*** Opening Data to examine ***
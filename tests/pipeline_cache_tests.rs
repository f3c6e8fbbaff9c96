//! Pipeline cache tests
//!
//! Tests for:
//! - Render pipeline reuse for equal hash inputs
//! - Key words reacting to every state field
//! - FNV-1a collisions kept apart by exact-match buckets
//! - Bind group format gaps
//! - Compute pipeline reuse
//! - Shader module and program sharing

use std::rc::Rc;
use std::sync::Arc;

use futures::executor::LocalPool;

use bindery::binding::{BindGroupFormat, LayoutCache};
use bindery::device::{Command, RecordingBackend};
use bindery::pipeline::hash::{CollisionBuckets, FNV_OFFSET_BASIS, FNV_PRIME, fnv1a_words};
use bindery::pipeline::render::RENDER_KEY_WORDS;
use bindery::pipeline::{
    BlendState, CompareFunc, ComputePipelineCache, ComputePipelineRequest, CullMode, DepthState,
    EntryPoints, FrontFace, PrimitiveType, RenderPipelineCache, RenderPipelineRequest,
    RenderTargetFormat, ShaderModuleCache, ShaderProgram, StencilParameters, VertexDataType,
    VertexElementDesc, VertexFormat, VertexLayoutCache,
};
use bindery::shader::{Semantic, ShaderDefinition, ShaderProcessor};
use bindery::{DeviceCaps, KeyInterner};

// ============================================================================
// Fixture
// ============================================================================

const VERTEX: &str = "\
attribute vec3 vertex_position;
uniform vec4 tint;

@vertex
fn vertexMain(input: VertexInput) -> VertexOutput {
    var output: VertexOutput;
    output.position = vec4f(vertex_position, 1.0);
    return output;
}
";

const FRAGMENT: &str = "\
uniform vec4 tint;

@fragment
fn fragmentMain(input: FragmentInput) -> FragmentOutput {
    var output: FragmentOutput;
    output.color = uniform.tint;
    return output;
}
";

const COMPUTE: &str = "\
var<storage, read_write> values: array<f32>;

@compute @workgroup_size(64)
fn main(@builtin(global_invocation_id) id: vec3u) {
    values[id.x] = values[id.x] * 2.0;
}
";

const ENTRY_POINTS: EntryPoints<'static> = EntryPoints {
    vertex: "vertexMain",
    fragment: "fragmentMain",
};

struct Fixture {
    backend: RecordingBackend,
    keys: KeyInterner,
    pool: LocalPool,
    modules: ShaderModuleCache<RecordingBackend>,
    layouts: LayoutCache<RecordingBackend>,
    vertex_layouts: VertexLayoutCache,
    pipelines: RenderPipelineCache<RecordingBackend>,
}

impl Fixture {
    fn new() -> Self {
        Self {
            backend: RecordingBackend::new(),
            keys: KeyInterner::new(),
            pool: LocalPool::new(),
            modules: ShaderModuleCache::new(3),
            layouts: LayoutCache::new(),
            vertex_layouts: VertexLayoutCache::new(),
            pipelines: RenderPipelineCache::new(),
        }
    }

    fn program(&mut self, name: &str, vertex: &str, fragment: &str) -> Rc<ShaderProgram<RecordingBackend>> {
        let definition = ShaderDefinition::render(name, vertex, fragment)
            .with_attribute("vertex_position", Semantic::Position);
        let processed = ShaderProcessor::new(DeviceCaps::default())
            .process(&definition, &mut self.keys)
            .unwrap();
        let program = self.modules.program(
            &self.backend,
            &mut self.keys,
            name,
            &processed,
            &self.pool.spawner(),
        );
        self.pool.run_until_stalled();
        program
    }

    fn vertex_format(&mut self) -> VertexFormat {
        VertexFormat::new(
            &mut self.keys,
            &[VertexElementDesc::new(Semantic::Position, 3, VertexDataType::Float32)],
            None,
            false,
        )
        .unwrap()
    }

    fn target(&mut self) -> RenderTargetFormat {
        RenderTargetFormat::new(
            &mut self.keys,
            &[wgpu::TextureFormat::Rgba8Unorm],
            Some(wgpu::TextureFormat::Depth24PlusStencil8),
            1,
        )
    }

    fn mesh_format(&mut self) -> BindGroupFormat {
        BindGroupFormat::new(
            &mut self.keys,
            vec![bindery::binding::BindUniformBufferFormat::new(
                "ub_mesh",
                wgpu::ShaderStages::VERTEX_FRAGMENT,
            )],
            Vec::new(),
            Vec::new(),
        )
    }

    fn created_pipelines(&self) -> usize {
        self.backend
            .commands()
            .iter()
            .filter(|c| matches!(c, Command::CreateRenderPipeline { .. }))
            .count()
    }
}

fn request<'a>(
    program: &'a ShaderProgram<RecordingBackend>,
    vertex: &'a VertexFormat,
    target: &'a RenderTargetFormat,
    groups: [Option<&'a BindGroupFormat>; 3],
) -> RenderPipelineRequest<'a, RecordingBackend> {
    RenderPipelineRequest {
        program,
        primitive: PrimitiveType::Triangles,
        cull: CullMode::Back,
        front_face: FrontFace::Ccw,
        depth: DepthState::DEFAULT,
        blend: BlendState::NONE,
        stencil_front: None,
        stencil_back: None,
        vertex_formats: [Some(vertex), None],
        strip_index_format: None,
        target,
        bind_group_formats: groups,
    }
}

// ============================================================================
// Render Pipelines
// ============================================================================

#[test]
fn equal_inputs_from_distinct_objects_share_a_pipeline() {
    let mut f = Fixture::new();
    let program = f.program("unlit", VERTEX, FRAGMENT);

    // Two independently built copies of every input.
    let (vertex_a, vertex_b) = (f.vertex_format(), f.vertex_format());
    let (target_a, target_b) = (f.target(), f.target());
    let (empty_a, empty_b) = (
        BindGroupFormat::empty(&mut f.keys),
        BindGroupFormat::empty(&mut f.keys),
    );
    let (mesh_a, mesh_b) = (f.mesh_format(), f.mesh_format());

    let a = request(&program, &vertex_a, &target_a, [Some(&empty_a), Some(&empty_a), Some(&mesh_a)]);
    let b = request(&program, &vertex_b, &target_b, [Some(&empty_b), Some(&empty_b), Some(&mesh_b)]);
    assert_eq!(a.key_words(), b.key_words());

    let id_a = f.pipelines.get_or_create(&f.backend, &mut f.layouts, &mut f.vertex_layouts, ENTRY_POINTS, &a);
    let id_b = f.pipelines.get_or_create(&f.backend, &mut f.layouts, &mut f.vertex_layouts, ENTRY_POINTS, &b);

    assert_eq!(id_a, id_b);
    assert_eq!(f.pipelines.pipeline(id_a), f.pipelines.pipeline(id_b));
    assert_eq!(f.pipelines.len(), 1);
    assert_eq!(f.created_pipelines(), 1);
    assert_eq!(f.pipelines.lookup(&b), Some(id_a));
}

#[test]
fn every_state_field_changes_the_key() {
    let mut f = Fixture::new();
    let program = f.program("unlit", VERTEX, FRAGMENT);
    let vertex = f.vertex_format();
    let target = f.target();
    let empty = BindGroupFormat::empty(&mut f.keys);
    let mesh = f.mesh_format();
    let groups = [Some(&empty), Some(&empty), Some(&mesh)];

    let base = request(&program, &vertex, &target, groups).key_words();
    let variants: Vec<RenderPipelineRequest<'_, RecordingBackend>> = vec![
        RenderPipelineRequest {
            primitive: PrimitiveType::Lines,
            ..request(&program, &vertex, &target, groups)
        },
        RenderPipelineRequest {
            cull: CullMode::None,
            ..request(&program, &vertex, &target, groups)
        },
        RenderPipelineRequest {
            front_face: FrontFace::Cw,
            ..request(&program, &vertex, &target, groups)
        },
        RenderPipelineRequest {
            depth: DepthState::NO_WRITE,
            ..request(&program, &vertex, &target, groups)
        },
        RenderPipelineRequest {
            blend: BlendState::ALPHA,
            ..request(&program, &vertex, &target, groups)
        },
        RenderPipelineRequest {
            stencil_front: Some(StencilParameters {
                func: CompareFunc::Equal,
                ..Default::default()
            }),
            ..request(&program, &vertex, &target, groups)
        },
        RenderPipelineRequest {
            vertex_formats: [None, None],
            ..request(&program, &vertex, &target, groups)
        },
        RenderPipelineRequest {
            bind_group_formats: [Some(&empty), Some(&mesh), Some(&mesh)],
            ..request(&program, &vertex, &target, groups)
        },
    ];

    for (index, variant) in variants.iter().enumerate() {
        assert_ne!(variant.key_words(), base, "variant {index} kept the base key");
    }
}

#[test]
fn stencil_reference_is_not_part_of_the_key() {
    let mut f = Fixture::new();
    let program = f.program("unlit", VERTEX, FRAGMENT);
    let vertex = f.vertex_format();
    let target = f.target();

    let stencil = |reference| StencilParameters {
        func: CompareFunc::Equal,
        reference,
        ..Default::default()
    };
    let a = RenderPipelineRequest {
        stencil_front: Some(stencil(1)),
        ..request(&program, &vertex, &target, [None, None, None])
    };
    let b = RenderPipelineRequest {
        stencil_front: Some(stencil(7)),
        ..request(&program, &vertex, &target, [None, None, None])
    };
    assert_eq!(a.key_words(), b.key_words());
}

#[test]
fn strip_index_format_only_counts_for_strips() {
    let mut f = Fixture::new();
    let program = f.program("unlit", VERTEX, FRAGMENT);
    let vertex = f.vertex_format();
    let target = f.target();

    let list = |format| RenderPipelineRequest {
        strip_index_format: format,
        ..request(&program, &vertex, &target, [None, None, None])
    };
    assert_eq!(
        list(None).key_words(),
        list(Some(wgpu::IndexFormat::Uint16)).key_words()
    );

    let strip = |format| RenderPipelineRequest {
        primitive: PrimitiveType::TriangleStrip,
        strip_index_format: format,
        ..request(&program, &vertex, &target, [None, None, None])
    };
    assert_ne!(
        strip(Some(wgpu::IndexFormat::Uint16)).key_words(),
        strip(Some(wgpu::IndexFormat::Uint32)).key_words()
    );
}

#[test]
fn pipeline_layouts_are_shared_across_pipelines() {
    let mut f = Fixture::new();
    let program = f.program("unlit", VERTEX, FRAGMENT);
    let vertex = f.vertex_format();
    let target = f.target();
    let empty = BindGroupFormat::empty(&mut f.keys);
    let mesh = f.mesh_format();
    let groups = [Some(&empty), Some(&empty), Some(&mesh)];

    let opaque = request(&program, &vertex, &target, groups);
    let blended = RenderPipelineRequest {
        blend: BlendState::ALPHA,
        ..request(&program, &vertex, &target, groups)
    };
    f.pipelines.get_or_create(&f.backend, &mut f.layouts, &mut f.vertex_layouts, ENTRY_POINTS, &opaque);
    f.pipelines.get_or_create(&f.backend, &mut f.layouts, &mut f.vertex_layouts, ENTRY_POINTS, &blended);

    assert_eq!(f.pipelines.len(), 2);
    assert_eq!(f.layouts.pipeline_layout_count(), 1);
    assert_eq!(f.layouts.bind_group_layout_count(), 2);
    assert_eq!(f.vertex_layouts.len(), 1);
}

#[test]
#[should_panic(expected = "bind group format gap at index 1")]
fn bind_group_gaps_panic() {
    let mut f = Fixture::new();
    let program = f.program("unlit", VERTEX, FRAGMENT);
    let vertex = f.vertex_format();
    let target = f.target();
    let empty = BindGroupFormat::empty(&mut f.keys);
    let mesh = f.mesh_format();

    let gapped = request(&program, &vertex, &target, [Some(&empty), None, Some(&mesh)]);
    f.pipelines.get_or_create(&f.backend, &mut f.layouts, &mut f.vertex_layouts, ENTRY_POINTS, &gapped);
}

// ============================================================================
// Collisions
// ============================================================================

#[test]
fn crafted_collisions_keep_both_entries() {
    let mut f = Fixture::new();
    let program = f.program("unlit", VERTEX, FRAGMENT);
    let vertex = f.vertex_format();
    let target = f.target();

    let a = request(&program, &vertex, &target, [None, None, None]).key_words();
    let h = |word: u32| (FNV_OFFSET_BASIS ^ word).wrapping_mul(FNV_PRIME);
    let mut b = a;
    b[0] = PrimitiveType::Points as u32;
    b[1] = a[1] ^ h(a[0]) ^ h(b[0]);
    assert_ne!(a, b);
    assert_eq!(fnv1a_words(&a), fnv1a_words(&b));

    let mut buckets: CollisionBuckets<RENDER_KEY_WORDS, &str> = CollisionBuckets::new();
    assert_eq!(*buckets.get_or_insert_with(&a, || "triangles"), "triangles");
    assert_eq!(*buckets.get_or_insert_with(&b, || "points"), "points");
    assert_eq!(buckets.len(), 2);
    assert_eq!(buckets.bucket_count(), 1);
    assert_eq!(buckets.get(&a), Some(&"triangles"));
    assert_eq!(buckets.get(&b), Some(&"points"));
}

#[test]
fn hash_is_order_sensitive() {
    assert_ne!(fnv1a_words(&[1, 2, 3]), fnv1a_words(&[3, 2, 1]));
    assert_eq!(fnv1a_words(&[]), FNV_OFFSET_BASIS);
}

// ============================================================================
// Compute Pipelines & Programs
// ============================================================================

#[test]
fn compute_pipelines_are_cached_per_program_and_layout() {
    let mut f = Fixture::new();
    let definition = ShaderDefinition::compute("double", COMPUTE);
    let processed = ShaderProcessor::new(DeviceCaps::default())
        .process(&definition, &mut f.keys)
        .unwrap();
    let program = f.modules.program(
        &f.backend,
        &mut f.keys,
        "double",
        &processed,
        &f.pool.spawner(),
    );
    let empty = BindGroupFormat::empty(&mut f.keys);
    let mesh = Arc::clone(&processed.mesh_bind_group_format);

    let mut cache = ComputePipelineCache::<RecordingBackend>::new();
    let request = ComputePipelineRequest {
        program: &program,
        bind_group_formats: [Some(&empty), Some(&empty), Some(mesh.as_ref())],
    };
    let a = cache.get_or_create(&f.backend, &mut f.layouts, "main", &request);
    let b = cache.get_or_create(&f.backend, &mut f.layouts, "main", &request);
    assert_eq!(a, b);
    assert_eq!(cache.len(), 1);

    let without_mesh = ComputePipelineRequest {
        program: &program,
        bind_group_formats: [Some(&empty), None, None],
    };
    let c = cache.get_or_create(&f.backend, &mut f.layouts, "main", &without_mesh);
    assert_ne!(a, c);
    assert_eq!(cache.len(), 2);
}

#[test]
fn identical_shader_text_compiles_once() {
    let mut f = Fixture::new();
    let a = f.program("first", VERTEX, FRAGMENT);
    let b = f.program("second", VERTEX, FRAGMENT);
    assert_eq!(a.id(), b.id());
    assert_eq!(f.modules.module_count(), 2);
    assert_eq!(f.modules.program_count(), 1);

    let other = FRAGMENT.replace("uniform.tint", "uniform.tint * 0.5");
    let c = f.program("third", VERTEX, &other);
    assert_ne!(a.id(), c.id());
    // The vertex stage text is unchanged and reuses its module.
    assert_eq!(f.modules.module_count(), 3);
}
*** Closing Data to examine ***
* [Task objective]: Only lines with the word "processed" are wanted. Find and copy them from the records above.

* [Answer area]:
        let processed = ShaderProcessor::new(DeviceCaps::default())
            &processed,
    let processed = ShaderProcessor::new(DeviceCaps::default())
        &processed,
    let mesh = Arc::clone(&processed.mesh_bind_group_format);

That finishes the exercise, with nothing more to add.